On most locos, it doesn't matter how the rods are clocked from one side to the other. However, Lionel 726/736/671 locos drive the front 3 driver sets through the side rods. In this case, the clocking must be reasonably accurate, with one side 90 degrees offset from the other side. It is also very important in this case to keep the side rods oiled. These engines cannot be lubed without taking the motor assembly out of the shell. The worm gear needs lubed and the motor bearings also need lubed. I prefer 20W-50 engine oil as it doesn't get gummy or evaporate. I have a 2025 engine that was stored for 45 years that was oiled the last time it was used, and the oil had not dried out or evaporated in that time. Can't say good things about grease or 3 in 1 oil.
Bruce Baker


----------



## tjcruiser (Jan 10, 2010)

Bruce,

Thanks much for chiming in here ... I was hoping you would. Your response confirms my suspicion that the drive rod location (with respect to the armature) makes essentially no significant impact on torque/power. I hadn't thought about the magnitude of brush friction vs. rod friction. Interesting.

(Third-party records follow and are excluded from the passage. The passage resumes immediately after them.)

//! Marshal - A Matrix bot for room moderation and a flag guessing game.
//!
//! # Overview
//!
//! Marshal joins the Matrix rooms it is invited to and answers commands starting
//! with `!`. Room moderators can warn and kick members, everyone can play a flag
//! guessing game with a daily quota and earn points.
//!
//! # Configuration
//!
//! Create a `config.yaml` file with your settings:
//!
//! ```yaml
//! matrix:
//!   user_id: "@marshal:matrix.org"
//!   password: "your-password"
//!
//! game:
//!   daily_quota: 5
//!   round_seconds: 30
//!   reward: 10
//!
//! moderation:
//!   warning_threshold: 3
//! ```
//!
//! # Environment Variable Overrides
//!
//! Override any configuration value using environment variables with the `MARSHAL_` prefix:
//!
//! ```bash
//! export MARSHAL_MATRIX__USER_ID="@marshal:matrix.org"
//! export MARSHAL_MATRIX__PASSWORD="your-password"
//! ```
//!
//! # Usage
//!
//! ```bash
//! marshal --config config.yaml --data ./data
//! ```
//!
//! # Bot Commands
//!
//! - `!help` - Display help information
//! - `!guessflag` - Guess the country of a flag, 30 seconds to answer
//! - `!ping` - Check that the bot is online
//! - `!botinfo` - Bot uptime
//! - `!status` - Bot status
//! - `!get` - Reply to a view-once media to retrieve it
//! - `!warn <user> <reason>` - Warn a user, the third warning removes them (moderators)
//! - `!delwarn <user>` - Remove a warning (moderators)
//! - `!listwarn <user>` - List the warnings of a user (moderators)
//! - `!kick <user>` - Remove a user from the room (moderators)
//!
//! # Architecture
//!
//! - [`bot`] - Wires the Matrix client to the dispatcher and the trivia answer stream
//! - [`chat`] - Narrow interface to the chat network
//! - [`commands`] - Command parsing, permission routing and responses
//! - [`config`] - YAML configuration with environment overrides
//! - [`matrix`] - Matrix implementation of the chat network
//! - [`media`] - Storage of retrieved media
//! - [`moderation`] - Warning ledger
//! - [`profiles`] - Player profiles and daily quota, persisted as JSON
//! - [`trivia`] - Flag guessing game
//! - [`utils`] - Small helpers
//!
//! # Environment Variables
//!
//! - `RUST_LOG` - Controls logging level (default: `info`)

use clap::Parser;
use env_logger::Env;
use log::{error, info};

use crate::{bot::Bot, config::Config};

mod bot;
mod chat;
mod commands;
mod config;
mod matrix;
mod media;
mod moderation;
mod profiles;
mod trivia;
mod utils;

/// Command-line arguments for the Marshal bot.
///
/// Most configuration is done through the YAML file (see [`config::Config`]).
#[derive(Parser, Debug)]
#[command(version, about, long_about = None)]
struct Args {
    /// Path to the YAML configuration file.
    #[arg(short, long, default_value = "config.yaml")]
    config: String,

    /// Path to the directory for storing persistent data.
    ///
    /// This directory will contain:
    /// - `user-data.json` - Trivia profiles of the players
    /// - `saved-media/` - Media retrieved with `!get`
    #[arg(short, long, default_value = "./data")]
    data: String,
}

#[tokio::main]
async fn main() {
    // Put logger at info level by default
    let env = Env::default().filter_or("RUST_LOG", "info");
    env_logger::init_from_env(env);

    info!("Starting marshal {}...", env!("CARGO_PKG_VERSION"));

    // Parse command line arguments
    let args = Args::parse();

    // Load configuration from YAML file with environment variable overrides
    let config = match Config::load(&args.config) {
        Ok(cfg) => cfg,
        Err(e) => {
            error!("Failed to load config file: {}", e);
            return;
        }
    };

    // Launch bot
    let bot = match Bot::new(config, &args.data).await {
        Ok(b) => b,
        Err(e) => {
            error!("Failed to initialize bot: {:#}", e);
            return;
        }
    };
    bot.start().await;
}
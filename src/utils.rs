//! Small helpers shared across the bot.

use std::{path::PathBuf, time::Duration};

/// Joins a file or directory name to a directory path.
///
/// # Examples
///
/// ```
/// # use marshal::utils::get_path;
/// let path = get_path("./data", "user-data.json");
/// assert_eq!(path, "./data/user-data.json");
/// ```
pub fn get_path(dir_path: &str, name: &str) -> String {
    let path_buf: PathBuf = [dir_path, name].iter().collect();
    path_buf.to_string_lossy().into_owned()
}

/// Formats a duration as `<h>h <m>m <s>s`.
///
/// Hours are not wrapped into days.
pub fn format_uptime(uptime: Duration) -> String {
    let secs = uptime.as_secs();
    format!("{}h {}m {}s", secs / 3600, (secs % 3600) / 60, secs % 60)
}
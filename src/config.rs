//! Configuration file structures for the Marshal bot.
//!
//! The configuration is read from a YAML file and can be overridden with
//! environment variables prefixed with `MARSHAL_`, nested keys being separated
//! by `__` (e.g. `MARSHAL_MATRIX__PASSWORD`).
//!
//! # Configuration File Format
//!
//! ```yaml
//! # Matrix account of the bot
//! matrix:
//!   user_id: "@marshal:matrix.org"
//!   password: "secret-password"
//!
//! # Flag guessing game, every key is optional
//! game:
//!   daily_quota: 5
//!   round_seconds: 30
//!   reward: 10
//!
//! # Moderation, every key is optional
//! moderation:
//!   warning_threshold: 3
//! ```

use std::time::Duration;

use figment::{
    Figment,
    providers::{Env, Format, Yaml},
};
use serde::Deserialize;

use crate::trivia::GameSettings;

/// Prefix of the environment variables overriding the file.
const ENV_PREFIX: &str = "MARSHAL_";

/// Root configuration structure for the Marshal bot.
#[derive(Debug, Deserialize)]
pub struct Config {
    /// Matrix account configuration
    pub matrix: Matrix,
    /// Flag guessing game configuration
    #[serde(default)]
    pub game: Game,
    /// Moderation configuration
    #[serde(default)]
    pub moderation: Moderation,
}

impl Config {
    /// Loads the configuration from the YAML file at `path`, then applies the
    /// environment overrides.
    ///
    /// A missing file is not an error as long as the environment provides the
    /// required keys.
    ///
    /// # Errors
    ///
    /// Returns an error if a required key is missing or a value has the wrong type.
    pub fn load(path: &str) -> Result<Self, figment::Error> {
        Figment::new()
            .merge(Yaml::file(path))
            .merge(Env::prefixed(ENV_PREFIX).split("__"))
            .extract()
    }
}

/// Matrix account configuration.
#[derive(Debug, Deserialize)]
pub struct Matrix {
    /// Fully qualified Matrix user ID, e.g. `@marshal:matrix.org`.
    pub user_id: String,

    /// Matrix account password.
    ///
    /// The bot logs in with it on every start.
    pub password: String,
}

/// Flag guessing game configuration.
#[derive(Debug, Deserialize, PartialEq, Eq)]
#[serde(default)]
pub struct Game {
    /// Rounds a user may play per calendar day
    pub daily_quota: u32,
    /// Seconds given to answer a round
    pub round_seconds: u64,
    /// Points credited for a correct answer
    pub reward: u64,
}

impl Default for Game {
    fn default() -> Self {
        Game {
            daily_quota: 5,
            round_seconds: 30,
            reward: 10,
        }
    }
}

impl From<&Game> for GameSettings {
    fn from(game: &Game) -> Self {
        GameSettings {
            daily_quota: game.daily_quota,
            round_duration: Duration::from_secs(game.round_seconds),
            reward: game.reward,
        }
    }
}

/// Moderation configuration.
#[derive(Debug, Deserialize, PartialEq, Eq)]
#[serde(default)]
pub struct Moderation {
    /// Warning count at which a user is removed from the room
    pub warning_threshold: u32,
}

impl Default for Moderation {
    fn default() -> Self {
        Moderation {
            warning_threshold: 3,
        }
    }
}
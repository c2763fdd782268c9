//! Room moderation through escalating warnings.
//!
//! Moderators warn users with a reason. Warnings accumulate per user in the
//! [`ModerationLedger`]; once a user reaches the warning threshold the ledger
//! forgets them and asks the caller to remove them from the room.
//!
//! - [`WarningRecord`]: warning count and reasons of a single user
//! - [`ModerationLedger`]: per-user records and the threshold policy
//!
//! The ledger lives in memory only, warnings do not survive a restart.

mod ledger;
mod warning;

pub use crate::moderation::{
    ledger::{ModerationLedger, WarnOutcome},
    warning::WarningRecord,
};
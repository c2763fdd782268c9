//! View-once media retrieval handler.
//!
//! `!get` must reply to a message flagged as view-once. The media is downloaded,
//! saved to the [`MediaVault`] and posted back as a reply to the command.
//!
//! # Errors
//!
//! A missing quote, a quote that is not view-once and a failed download are all
//! answered with a text reply. Failing to save the file is only logged.

use log::{debug, error, warn};

use crate::{
    chat::{ChatClient, InboundMessage},
    commands::{
        CommandResult,
        markdown_response::{format_get_usage, format_media_unavailable, format_not_view_once},
    },
    media::MediaVault,
};

/// Retrieves the view-once media quoted by `origin`.
///
/// # Returns
///
/// * `Ok(Some(CommandResult))` - A text reply explaining why nothing was retrieved
/// * `Ok(None)` - The media was posted back, nothing else to send
///
/// # Errors
///
/// Returns an error if the quoted message cannot be resolved or the media reply
/// cannot be sent.
pub async fn handle_get<C: ChatClient>(
    client: &C,
    vault: &MediaVault,
    origin: &InboundMessage,
) -> anyhow::Result<Option<CommandResult>> {
    debug!("handling get command");

    if origin.in_reply_to.is_none() {
        return Ok(Some(CommandResult::reply(format_get_usage())));
    }

    let Some(quoted) = client.quoted_message(origin).await? else {
        return Ok(Some(CommandResult::reply(format_get_usage())));
    };

    if !quoted.view_once {
        return Ok(Some(CommandResult::reply(format_not_view_once())));
    }

    let data = match client.download_media(&quoted).await {
        Ok(Some(data)) => data,
        Ok(None) => {
            warn!("quoted message {} carries no media", quoted.event_id);
            return Ok(Some(CommandResult::reply(format_media_unavailable())));
        }
        Err(e) => {
            error!("failed to download media of {}: {:#}", quoted.event_id, e);
            return Ok(Some(CommandResult::reply(format_media_unavailable())));
        }
    };

    if let Err(e) = vault.save(quoted.kind, &data).await {
        error!("failed to save media of {}: {:#}", quoted.event_id, e);
    }

    client.reply_with_media(origin, &quoted).await?;

    Ok(None)
}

That said, you're prior comment about motor torque being non-steady (2:1 peak output ratio, if I recall) has me thinking (purely from a geeky theoretical standpoint) if there is, in fact, some optimum drive crank / drive rod orientation that would yield max drive power. In my boat design work, I deal with mathematical optimization problems like this a lot ... fine tuning various design parameters to find that one, subtle point where all the planets align -- ever so gingerly -- in a "best solution" manner.

In the case of our locos, the delta and potential gains are super tiny. But the geek in me still think about things like that. Unfortunately!

Thanks for your thoughts ... much appreciated!

TJ


----------